Re: [R] distance in the function kmeans

About this list Date view Thread view Subject view Author view Attachment view

From: Thomas Petzoldt (thpe@hhbio.wasser.tu-dresden.de)
Date: Fri 28 May 2004 - 22:47:10 EST


Message-id: <40B734CE.6060903@hhbio.wasser.tu-dresden.de>

n.bouget@laposte.net wrote:

> I don't exactly understand what you do, could you show me the
> program that you execute to do that?

I did such things sometimes ago, so the following is (as usual) without
warranty.

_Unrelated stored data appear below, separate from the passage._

//! Radix-tree request router.
//!
//! One tree per HTTP method. O(path-length) lookup. Sub-routers can be
//! nested under a prefix, which is how controllers sharing a route prefix
//! end up grouped.

use std::collections::HashMap;
use std::sync::Arc;
use std::time::Instant;

use http::StatusCode;
use matchit::Router as MatchitRouter;
use percent_encoding::percent_decode_str;
use tracing::debug;

use crate::context::HttpContext;
use crate::handler::{BoxedHandler, Handler};
use crate::metadata::{merge_route, to_router_path};
use crate::method::Method;
use crate::middleware::Middleware;
use crate::request::Request;
use crate::response::Response;

/// The application router.
///
/// Build it once at startup; pass it to [`Server::serve`](crate::Server::serve).
/// Each registration call returns `self` so registrations chain naturally.
pub struct Router {
    trees: HashMap<Method, MatchitRouter<BoxedHandler>>,
    routes: Vec<(Method, String, BoxedHandler)>,
    middleware: Vec<Arc<dyn Middleware>>,
}

impl Router {
    pub fn new() -> Self {
        Self { trees: HashMap::new(), routes: Vec::new(), middleware: Vec::new() }
    }

    /// Register a handler for a method + path pair. Returns `self` for chaining.
    ///
    /// Path parameters use `:name` segments:
    ///
    /// ```rust
    /// # use std::sync::Arc;
    /// # use keel::{HttpContext, Method, Router, StatusCode};
    /// async fn get_user(ctx: Arc<HttpContext>) {
    ///     let id = ctx.request().param("id").unwrap_or("unknown").to_owned();
    ///     ctx.send_text(StatusCode::OK, id);
    /// }
    ///
    /// let app = Router::new().on(Method::Get, "/users/:id", get_user);
    /// assert_eq!(app.routes().count(), 1);
    /// ```
    ///
    /// # Panics
    ///
    /// Panics on a path the radix tree rejects, e.g. one that conflicts
    /// with an earlier registration.
    pub fn on(self, method: Method, path: &str, handler: impl Handler) -> Self {
        self.add(method, path, handler.into_boxed_handler())
    }

    /// Mounts every route of `router` under `prefix`. Middleware of the
    /// nested router is not carried over.
    pub fn nest(mut self, prefix: &str, router: Router) -> Self {
        for (method, path, handler) in router.routes {
            self = self.add(method, &merge_route(prefix, &path), handler);
        }
        self
    }

    /// Appends middleware. Runs before every matched handler.
    pub fn layer(mut self, middleware: impl Middleware) -> Self {
        self.middleware.push(Arc::new(middleware));
        self
    }

    /// Registered `(method, path)` pairs, in registration order, as mounted.
    pub fn routes(&self) -> impl Iterator<Item = (Method, &str)> {
        self.routes.iter().map(|(m, p, _)| (*m, p.as_str()))
    }

    fn add(mut self, method: Method, path: &str, handler: BoxedHandler) -> Self {
        let mounted = to_router_path(path);
        self.trees
            .entry(method)
            .or_default()
            .insert(mounted.clone(), Arc::clone(&handler))
            .unwrap_or_else(|e| panic!("invalid route `{path}`: {e}"));
        self.routes.push((method, mounted, handler));
        self
    }

    /// Path captures come back percent-decoded. Bytes that do not decode to
    /// UTF-8 become U+FFFD.
    pub(crate) fn lookup(
        &self,
        method: Method,
        path: &str,
    ) -> Option<(BoxedHandler, HashMap<String, String>)> {
        let tree = self.trees.get(&method)?;
        let matched = tree.at(path).ok()?;
        let handler = Arc::clone(matched.value);
        let params = matched.params.iter()
            .map(|(k, v)| (k.to_owned(), percent_decode_str(v).decode_utf8_lossy().into_owned()))
            .collect();
        Some((handler, params))
    }

    /// Routes one request and produces one response. Unmatched paths get
    /// `404`.
    pub async fn handle(&self, mut req: Request) -> Response {
        let started = Instant::now();
        let method = req.method();
        let path = req.path().to_owned();

        let Some((handler, params)) = self.lookup(method, &path) else {
            debug!(%method, %path, status = 404, "no route");
            return Response::empty(StatusCode::NOT_FOUND);
        };
        req.set_params(params);

        let ctx = Arc::new(HttpContext::new(req));
        for middleware in &self.middleware {
            middleware.handle(&ctx).await;
        }
        handler.call(Arc::clone(&ctx)).await;

        let response = ctx.to_response();
        debug!(
            %method,
            %path,
            status = response.status().as_u16(),
            elapsed_us = started.elapsed().as_micros() as u64,
            "request served"
        );
        response
    }
}

impl Default for Router {
    fn default() -> Self { Self::new() }
}
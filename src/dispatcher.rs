//! The controller dispatch pipeline.
//!
//! [`ApiRouter`] mounts one route per registered action and runs every
//! matched request through the same sequence:
//!
//! ```text
//! response closed? ── yes ──▶ done, nothing runs
//!        │ no
//! open scope ─▶ resolve filters ─▶ resolve controller ─▶ bind action
//!        ─▶ bind HttpContext ─▶ before filters (global → controller → action)
//!        ─▶ action ─▶ after filters (action → controller → global) ─▶ finish
//!
//! any failure ─▶ error hooks ─▶ 500 with the error message (if still open)
//! ```
//!
//! A panic in an action or a filter hook is caught and handled like any
//! other failure.
//!
//! Before and after phases stop at the first filter that finds the response
//! closed, unless [`ApiRouter::ignore_closed_response_on_filters`] is set.
//! The action itself never runs on a closed response.

use std::any::Any;
use std::collections::HashMap;
use std::panic::AssertUnwindSafe;
use std::sync::Arc;

use futures::FutureExt;
use http::StatusCode;
use tracing::{debug, error};

use crate::binder::bind_arguments;
use crate::context::HttpContext;
use crate::error::Error;
use crate::filter::{Filter, FilterRef};
use crate::injector::{Injector, Resolver};
use crate::metadata::{Registry, RoutingContext};
use crate::response::ActionResult;
use crate::router::Router;

/// Scope name used when a controller does not name its own.
pub const REQUEST_SCOPE: &str = "request";

/// Order in which `on_error` hooks run.
#[derive(Clone, Copy, Debug, Default, Eq, PartialEq)]
pub enum ErrorHookOrder {
    /// action → controller → global, like the after phase.
    #[default]
    Reverse,
    /// global → controller → action, like the before phase.
    Forward,
}

#[derive(Clone, Copy)]
enum Phase {
    Before,
    After,
}

/// Maps registered controllers onto a [`Router`] and dispatches requests
/// through their filters and actions.
pub struct ApiRouter {
    registry: Arc<Registry>,
    injector: Arc<dyn Injector>,
    global_filters: Vec<FilterRef>,
    ignore_closed_response_on_filters: bool,
    error_hook_order: ErrorHookOrder,
}

impl ApiRouter {
    pub fn new(registry: Arc<Registry>, injector: Arc<dyn Injector>) -> Self {
        Self {
            registry,
            injector,
            global_filters: Vec::new(),
            ignore_closed_response_on_filters: false,
            error_hook_order: ErrorHookOrder::default(),
        }
    }

    /// Runs every filter hook even after the response has been closed.
    pub fn ignore_closed_response_on_filters(&mut self) -> &mut Self {
        self.ignore_closed_response_on_filters = true;
        self
    }

    pub fn set_error_hook_order(&mut self, order: ErrorHookOrder) -> &mut Self {
        self.error_hook_order = order;
        self
    }

    /// Appends a global filter. Global filters run in registration order.
    pub fn register_global_filter<F: Filter>(&mut self) -> &mut Self {
        self.global_filters.push(FilterRef::of::<F>());
        self
    }

    pub fn register_global_filters(&mut self, filters: impl IntoIterator<Item = FilterRef>) -> &mut Self {
        self.global_filters.extend(filters);
        self
    }

    pub fn registry(&self) -> &Arc<Registry> { &self.registry }

    /// Mounts every registered action on `app` and returns it.
    ///
    /// Actions are grouped into one sub-router per controller prefix, so
    /// controllers that share a prefix share a mount point.
    pub fn register_routes(self: &Arc<Self>, app: Router) -> Router {
        let mut prefixes: Vec<String> = Vec::new();
        let mut routers: HashMap<String, Router> = HashMap::new();

        for routing in self.registry.routing_contexts() {
            let prefix = routing.controller_type().descriptor().route();
            let action = routing.action_type();
            let method = action.method();
            let suffix = action.descriptor().route_template().to_owned();

            debug!(%method, route = %routing.route(), action = %routing, "mapping route");

            let router = routers.entry(prefix.clone()).or_insert_with(|| {
                prefixes.push(prefix.clone());
                Router::new()
            });

            let api = Arc::clone(self);
            let handler = move |ctx: Arc<HttpContext>| {
                let api = Arc::clone(&api);
                let routing = routing.clone();
                async move { api.dispatch(ctx, &routing).await }
            };
            *router = std::mem::take(router).on(method, &suffix, handler);
        }

        prefixes.into_iter().fold(app, |app, prefix| match routers.remove(&prefix) {
            Some(router) => app.nest(&prefix, router),
            None => app,
        })
    }

    /// Runs the pipeline for one request. Never fails: errors end up in the
    /// response.
    pub async fn dispatch(&self, ctx: Arc<HttpContext>, routing: &RoutingContext) {
        debug!(path = ctx.request().path(), "request received");

        if ctx.closed() {
            debug!(action = %routing, "response already closed, action will not be called");
            return;
        }
        debug!(action = %routing, "executing action");

        let scope_name = routing.controller_type().descriptor().scope_name().unwrap_or(REQUEST_SCOPE);
        let scope = self.injector.create_scope(scope_name);
        let mut filters = Vec::new();

        let outcome = AssertUnwindSafe(self.run(&ctx, routing, scope.as_ref(), &mut filters))
            .catch_unwind()
            .await
            .unwrap_or_else(|panic| Err(Error::Panic(panic_message(panic))));

        match outcome {
            Ok(()) => debug!(action = %routing, status = ?ctx.status(), "action returned"),
            Err(err) => self.fail(&ctx, routing, &filters, err).await,
        }
    }

    async fn run(
        &self,
        ctx: &Arc<HttpContext>,
        routing: &RoutingContext,
        scope: &dyn Resolver,
        filters: &mut Vec<Arc<dyn Filter>>,
    ) -> Result<(), Error> {
        for filter in self.filter_refs(routing) {
            filters.push(filter.resolve(scope)?);
        }

        let instance = routing.controller_type().instantiate(scope)?;
        let action = routing.action_type().bind(&instance)?;
        instance.controller().base().bind(Arc::clone(ctx))?;

        self.run_phase(Phase::Before, filters.iter(), ctx, routing).await?;

        let result = if ctx.closed() {
            None
        } else {
            let args = bind_arguments(routing.action_type(), ctx.request())?;
            Some(action.invoke(args).await?)
        };

        self.run_phase(Phase::After, filters.iter().rev(), ctx, routing).await?;

        finish(ctx, result)
    }

    /// global, then controller, then action filters.
    fn filter_refs<'a>(&'a self, routing: &'a RoutingContext) -> impl Iterator<Item = &'a FilterRef> {
        self.global_filters
            .iter()
            .chain(routing.controller_type().descriptor().filter_refs())
            .chain(routing.action_type().descriptor().filter_refs())
    }

    async fn run_phase<'a>(
        &self,
        phase: Phase,
        filters: impl Iterator<Item = &'a Arc<dyn Filter>>,
        ctx: &HttpContext,
        routing: &RoutingContext,
    ) -> Result<(), Error> {
        for filter in filters {
            if ctx.closed() && !self.ignore_closed_response_on_filters {
                break;
            }
            match phase {
                Phase::Before => filter.before_execute(ctx, routing).await?,
                Phase::After => filter.after_execute(ctx, routing).await?,
            }
        }
        Ok(())
    }

    async fn fail(&self, ctx: &HttpContext, routing: &RoutingContext, filters: &[Arc<dyn Filter>], err: Error) {
        error!(action = %routing, "{err}");

        let mut ordered: Vec<&Arc<dyn Filter>> = filters.iter().collect();
        if self.error_hook_order == ErrorHookOrder::Reverse {
            ordered.reverse();
        }
        for filter in ordered {
            if ctx.closed() && !self.ignore_closed_response_on_filters {
                break;
            }
            let hook = AssertUnwindSafe(filter.on_error(ctx, routing, &err)).catch_unwind().await;
            match hook {
                Ok(Ok(())) => {}
                Ok(Err(hook_err)) => error!(action = %routing, "error hook failed: {hook_err}"),
                Err(panic) => error!(action = %routing, "error hook panicked: {}", panic_message(panic)),
            }
        }

        if !ctx.closed() {
            ctx.send_text(StatusCode::INTERNAL_SERVER_ERROR, err.to_string());
        }
    }
}

fn panic_message(panic: Box<dyn Any + Send>) -> String {
    match panic.downcast::<String>() {
        Ok(message) => *message,
        Err(panic) => match panic.downcast::<&'static str>() {
            Ok(message) => (*message).to_owned(),
            Err(_) => "the request handler panicked".to_owned(),
        },
    }
}

/// Writes the action's result unless something already closed the response.
fn finish(ctx: &HttpContext, result: Option<ActionResult>) -> Result<(), Error> {
    if ctx.closed() {
        return Ok(());
    }
    let status = ctx.status().unwrap_or(StatusCode::OK);
    match result.unwrap_or(ActionResult::Empty) {
        ActionResult::Empty => ctx.send_json(status, &serde_json::json!({}))?,
        ActionResult::Text(text) => ctx.send_text(status, text),
        ActionResult::Json(value) => ctx.send_json(status, &value)?,
    }
    Ok(())
}
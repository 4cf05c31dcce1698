//! Controller base.
//!
//! A controller is any type that embeds a [`ControllerBase`] and exposes it
//! through [`Controller::base`]. The pipeline binds the request's
//! [`HttpContext`] to it exactly once, before the first filter runs.
//!
//! ```rust
//! use keel::{Controller, ControllerBase};
//!
//! #[derive(Default)]
//! struct UsersController {
//!     base: ControllerBase,
//! }
//!
//! impl Controller for UsersController {
//!     fn base(&self) -> &ControllerBase { &self.base }
//! }
//! ```

use std::any::Any;
use std::sync::{Arc, OnceLock};

use crate::context::HttpContext;
use crate::error::Error;

/// Implemented by every controller type.
pub trait Controller: Any + Send + Sync {
    fn base(&self) -> &ControllerBase;

    /// The context of the request this instance serves, once bound.
    fn http_context(&self) -> Option<&Arc<HttpContext>> {
        self.base().http_context()
    }
}

/// Holds the bound [`HttpContext`].
#[derive(Debug, Default)]
pub struct ControllerBase {
    http_context: OnceLock<Arc<HttpContext>>,
}

impl ControllerBase {
    pub fn new() -> Self {
        Self::default()
    }

    /// Binds `ctx`. A second bind fails with [`Error::ContextAlreadyBound`]
    /// and leaves the first context in place.
    pub fn bind(&self, ctx: Arc<HttpContext>) -> Result<(), Error> {
        self.http_context.set(ctx).map_err(|_| Error::ContextAlreadyBound)
    }

    pub fn http_context(&self) -> Option<&Arc<HttpContext>> {
        self.http_context.get()
    }
}

#[cfg(test)]
mod tests {
    use super::*;
    use crate::method::Method;
    use crate::request::Request;

    fn ctx(path: &str) -> Arc<HttpContext> {
        Arc::new(HttpContext::new(Request::new(Method::Get, path)))
    }

    #[test]
    fn binds_once() {
        let base = ControllerBase::new();
        assert!(base.http_context().is_none());

        base.bind(ctx("/first")).unwrap();
        assert!(matches!(base.bind(ctx("/second")), Err(Error::ContextAlreadyBound)));
        assert_eq!(base.http_context().unwrap().request().path(), "/first");
    }
}
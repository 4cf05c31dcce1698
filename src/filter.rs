//! Filters: cross-cutting hooks around an action.
//!
//! A filter may implement any of three hooks. Each defaults to a no-op.
//!
//! | Hook | Runs |
//! |---|---|
//! | [`Filter::before_execute`] | before the action, global → controller → action |
//! | [`Filter::after_execute`] | after the action, action → controller → global |
//! | [`Filter::on_error`] | when any step of the request fails |
//!
//! Filters are referenced by type ([`FilterRef`]) and resolved from the
//! request's scope, so their lifetime is whatever the injector registered
//! them with: scoped filters live for one request, singletons for the
//! process.

use std::any::{Any, TypeId, type_name};
use std::fmt;
use std::sync::Arc;

use async_trait::async_trait;

use crate::context::HttpContext;
use crate::error::Error;
use crate::injector::Resolver;
use crate::metadata::RoutingContext;

#[async_trait]
pub trait Filter: Send + Sync + 'static {
    async fn before_execute(&self, _ctx: &HttpContext, _routing: &RoutingContext) -> Result<(), Error> {
        Ok(())
    }

    async fn after_execute(&self, _ctx: &HttpContext, _routing: &RoutingContext) -> Result<(), Error> {
        Ok(())
    }

    async fn on_error(&self, _ctx: &HttpContext, _routing: &RoutingContext, _error: &Error) -> Result<(), Error> {
        Ok(())
    }
}

type ResolveFilter = fn(&dyn Resolver) -> Result<Arc<dyn Filter>, Error>;

/// A reference to a filter type, resolved to an instance per request.
#[derive(Clone, Copy)]
pub struct FilterRef {
    id: TypeId,
    name: &'static str,
    resolve: ResolveFilter,
}

impl FilterRef {
    pub fn of<F: Filter + Any>() -> Self {
        Self {
            id: TypeId::of::<F>(),
            name: type_name::<F>(),
            resolve: resolve_filter::<F>,
        }
    }

    pub fn name(&self) -> &'static str { self.name }

    pub(crate) fn resolve(&self, resolver: &dyn Resolver) -> Result<Arc<dyn Filter>, Error> {
        (self.resolve)(resolver)
    }
}

fn resolve_filter<F: Filter + Any>(resolver: &dyn Resolver) -> Result<Arc<dyn Filter>, Error> {
    let filter: Arc<dyn Filter> = resolver.resolve::<F>()?;
    Ok(filter)
}

impl PartialEq for FilterRef {
    fn eq(&self, other: &Self) -> bool {
        self.id == other.id
    }
}

impl Eq for FilterRef {}

impl fmt::Debug for FilterRef {
    fn fmt(&self, f: &mut fmt::Formatter<'_>) -> fmt::Result {
        f.write_str(self.name)
    }
}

There are several methods, e.g. using Choleski factorization,
singular value decomposition or principal components. Given "mdata" as
original data matrix it works with hclust and should be applicable to
kmeans too:

# with svd
z <- svd(scale(mdata, scale=F))$u
cl <- hclust(dist(z), method="ward")

# with princomp (rescaled)
pc <- princomp(mdata, cor=FALSE)
pcdata <- as.data.frame(scale(pc$scores))
cl <- hclust(dist(pcdata), method="ward")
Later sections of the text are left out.